The group of participants, which included 5 men, was trained on how to implement the Handbook’s curriculum, which aims to train women entrepreneurs. A combination of facilitated lectures, group discussions, and personal application of the curriculum through activities, enhanced participants’ understanding of empowerment and leadership concepts and showed how they can complement and add value to training on traditional business skills.
Participants created their own “Human-Centered Design Plans” to think critically about the challenges they might face when working with entrepreneurs, choose which training activities are most relevant, identify culturally-appropriate case studies and examples, and develop a plan of action for each organization to implement the training material.

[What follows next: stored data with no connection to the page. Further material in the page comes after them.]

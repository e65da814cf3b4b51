//! Crate error types
//!
//! Everything a relay operation can fail with. Request-level failures
//! (`Validation`, `NotLoaded`) map onto HTTP responses; the rest surface at
//! startup or stay inside the push path. No variant is fatal to the process
//! once the server is up.

use std::path::PathBuf;

use axum::http::StatusCode;
use axum::response::{IntoResponse, Response};
use axum::Json;
use serde_json::json;
use thiserror::Error;

/// Convenience alias used throughout the crate.
pub type Result<T> = std::result::Result<T, Error>;

/// Error type for relay operations.
#[derive(Debug, Error)]
pub enum Error {
    /// Malformed or out-of-range request body; names the offending field.
    #[error("invalid field `{field}`: {reason}")]
    Validation { field: String, reason: String },

    /// Project document requested but none was configured at startup.
    #[error("no project document loaded")]
    NotLoaded,

    /// Push-channel transport failure on a single subscriber connection.
    #[error("connection error: {0}")]
    Connection(String),

    /// Project document could not be read or parsed at startup.
    #[error("project file {path:?}: {reason}")]
    Project { path: PathBuf, reason: String },

    /// Socket-level failure (bind, accept, serve).
    #[error("i/o error: {0}")]
    Io(#[from] std::io::Error),
}

impl Error {
    /// Build a `Validation` error for one named field.
    pub(crate) fn validation(field: impl Into<String>, reason: impl Into<String>) -> Self {
        Error::Validation {
            field: field.into(),
            reason: reason.into(),
        }
    }
}

impl IntoResponse for Error {
    fn into_response(self) -> Response {
        let (status, body) = match &self {
            Error::Validation { field, .. } => (
                StatusCode::BAD_REQUEST,
                json!({ "error": { "field": field, "message": self.to_string() } }),
            ),
            Error::NotLoaded => (
                StatusCode::NOT_FOUND,
                json!({ "error": { "message": self.to_string() } }),
            ),
            _ => (
                StatusCode::INTERNAL_SERVER_ERROR,
                json!({ "error": { "message": self.to_string() } }),
            ),
        };

        (status, Json(body)).into_response()
    }
}
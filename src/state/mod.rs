//! Transport state and its store
//!
//! The state store is one of the two shared mutable resources in the relay
//! (the other is the subscriber registry). It holds exactly one
//! `TransportState` at a time; updates replace it wholesale under a write
//! lock and readers always see a complete record.

pub mod store;
pub mod transport;

pub use store::StateStore;
pub use transport::TransportState;
//! Subscriber registry for push fan-out
//!
//! The registry manages the live set of push-channel subscribers and routes
//! accepted updates from producers to all of them.
//!
//! # Architecture
//!
//! ```text
//!                      Arc<SubscriberRegistry>
//!                  ┌────────────────────────────┐
//!                  │ subscribers: HashMap<u64,  │
//!                  │   mpsc::Sender<PushMessage>│
//!                  │ >                          │
//!                  └────────────┬───────────────┘
//!                               │ broadcast() = try_send to each
//!            ┌──────────────────┼──────────────────┐
//!            ▼                  ▼                  ▼
//!       [Subscriber]       [Subscriber]       [Subscriber]
//!       rx.recv()          rx.recv()          rx.recv()
//!            │                  │                  │
//!            └──► WebSocket ────┴──► WebSocket ────┘
//! ```
//!
//! A bounded channel per subscriber keeps deliveries independent: `try_send`
//! never awaits, so one stalled connection cannot hold up the rest. Failure
//! policy is drop-and-unregister, never retry.

pub mod config;
pub mod store;

pub use config::RegistryConfig;
pub use store::{SubscriberHandle, SubscriberRegistry};
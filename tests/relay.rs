//! Relay fan-out integration tests
//!
//! Exercises the store → registry pipeline through `AppState`, the same path
//! the HTTP handlers and the push endpoint use.

use drumhud_relay::{
    AppState, ProjectId, PushMessage, RelayServer, ServerConfig, StateStore, TransportState,
};

fn app() -> AppState {
    RelayServer::new(ServerConfig::default(), StateStore::new())
        .app_state()
        .clone()
}

fn sample_state(bar: u32) -> TransportState {
    TransportState {
        playing: true,
        bar,
        beat: 2,
        bpm: 128.0,
        ppq: 1536.0,
        ..TransportState::default()
    }
}

#[tokio::test]
async fn snapshot_equals_state_at_connect_time() {
    let app = app();
    let accepted = app.apply_state(sample_state(5)).await.unwrap();

    let (_h, _rx, snapshot) = app.connect_subscriber().await;

    assert_eq!(snapshot, vec![PushMessage::State(accepted)]);
}

#[tokio::test]
async fn snapshot_comes_before_any_broadcast() {
    let app = app();
    app.apply_state(sample_state(1)).await.unwrap();

    let (_h, mut rx, snapshot) = app.connect_subscriber().await;
    app.apply_state(sample_state(2)).await.unwrap();

    // The channel only carries post-registration broadcasts; the snapshot is
    // handed over separately and reflects bar 1
    assert_eq!(snapshot.len(), 1);
    assert!(matches!(&snapshot[0], PushMessage::State(s) if s.bar == 1));
    assert!(matches!(rx.recv().await.unwrap(), PushMessage::State(s) if s.bar == 2));
}

#[tokio::test]
async fn one_update_reaches_all_subscribers_identically() {
    let app = app();
    let mut receivers = Vec::new();
    for _ in 0..8 {
        let (_h, rx, _snapshot) = app.connect_subscriber().await;
        receivers.push(rx);
    }

    let accepted = app.apply_state(sample_state(7)).await.unwrap();

    let mut payloads = Vec::new();
    for rx in &mut receivers {
        let message = rx.recv().await.unwrap();
        payloads.push(message.to_text().unwrap());
        assert_eq!(message, PushMessage::State(accepted));
    }

    // Byte-identical payloads across all subscribers
    assert!(payloads.windows(2).all(|w| w[0] == w[1]));
}

#[tokio::test]
async fn disconnect_during_broadcasts_does_not_disturb_the_rest() {
    let app = app();
    let (h1, rx1, _s1) = app.connect_subscriber().await;
    let (_h2, mut rx2, _s2) = app.connect_subscriber().await;

    // One subscriber vanishes mid-stream
    drop(rx1);

    for bar in 1..=3 {
        // Producer never sees an error from the dead subscriber
        app.apply_state(sample_state(bar)).await.unwrap();
    }

    for bar in 1..=3 {
        assert!(matches!(rx2.recv().await.unwrap(), PushMessage::State(s) if s.bar == bar));
    }

    // The racing explicit unregister is a harmless no-op
    app.registry().unregister(h1).await;
    assert_eq!(app.registry().subscriber_count().await, 1);
}

#[tokio::test]
async fn concurrent_posts_reach_every_subscriber_in_one_order() {
    let app = app();
    let (_h, mut rx, _snapshot) = app.connect_subscriber().await;

    let mut tasks = Vec::new();
    for bar in 1..=20 {
        let app = app.clone();
        tasks.push(tokio::spawn(async move {
            app.apply_state(sample_state(bar)).await.unwrap();
        }));
    }
    for task in tasks {
        task.await.unwrap();
    }

    // Whatever order the posts serialized in, the subscriber sees all twenty
    // and the last one received matches the stored state
    let mut last = None;
    for _ in 0..20 {
        match rx.recv().await.unwrap() {
            PushMessage::State(s) => last = Some(s),
            other => panic!("unexpected message {other:?}"),
        }
    }
    assert_eq!(last.unwrap(), app.store().state().await);
}

#[tokio::test]
async fn selection_and_state_share_the_channel() {
    let app = app();
    let (_h, mut rx, _snapshot) = app.connect_subscriber().await;

    app.apply_selection(ProjectId::parse("song-2").unwrap())
        .await
        .unwrap();
    app.apply_state(sample_state(1)).await.unwrap();

    assert!(matches!(
        rx.recv().await.unwrap(),
        PushMessage::Selection { ref project_id } if project_id.as_str() == "song-2"
    ));
    assert!(matches!(rx.recv().await.unwrap(), PushMessage::State(_)));
}

#[tokio::test]
async fn late_joiner_snapshot_carries_selection() {
    let app = app();
    app.apply_selection(ProjectId::parse("song-3").unwrap())
        .await
        .unwrap();
    app.apply_state(sample_state(9)).await.unwrap();

    let (_h, _rx, snapshot) = app.connect_subscriber().await;

    assert_eq!(snapshot.len(), 2);
    assert!(matches!(&snapshot[0], PushMessage::State(s) if s.bar == 9));
    assert!(matches!(
        &snapshot[1],
        PushMessage::Selection { project_id } if project_id.as_str() == "song-3"
    ));
}

#[tokio::test]
async fn every_tick_is_broadcast_even_when_unchanged() {
    let app = app();
    let (_h, mut rx, _snapshot) = app.connect_subscriber().await;

    // Identical payload posted twice still goes out twice
    app.apply_state(sample_state(4)).await.unwrap();
    app.apply_state(sample_state(4)).await.unwrap();

    assert!(matches!(rx.recv().await.unwrap(), PushMessage::State(s) if s.bar == 4));
    assert!(matches!(rx.recv().await.unwrap(), PushMessage::State(s) if s.bar == 4));
}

[pullquote]Genevieve Smith, a lead author of the Handbook, designed and led the 5-day workshop with support from Paola Saldivias Mendez and Paul Spurzem, experts in cookstove implementation and empowerment, respectively. Mendez has previously implemented the training with Bolivian women community leaders and recently led a training-of-trainers in Guatemala. Spurzem, as the only male facilitator, offered a different perspective, helping to apply a gender lens in activities where participants roleplay product marketing and sales. The dynamic facilitation team encouraged the classroom to constructively challenge gender norms, giving participants an added layer of gendered insights. Though the Handbook targets women entrepreneurs, men can benefit equally from each lesson when appropriate adjustments are made by training facilitators.
When asked what empowerment means to her, training participant Tania Flores Lopez of Soluciones Practicas said, “Empowerment means [to be] capable of creating and acting on decisions that affect your life.”
[*] Translations of the Handbook and supporting materials are available in Spanish and French.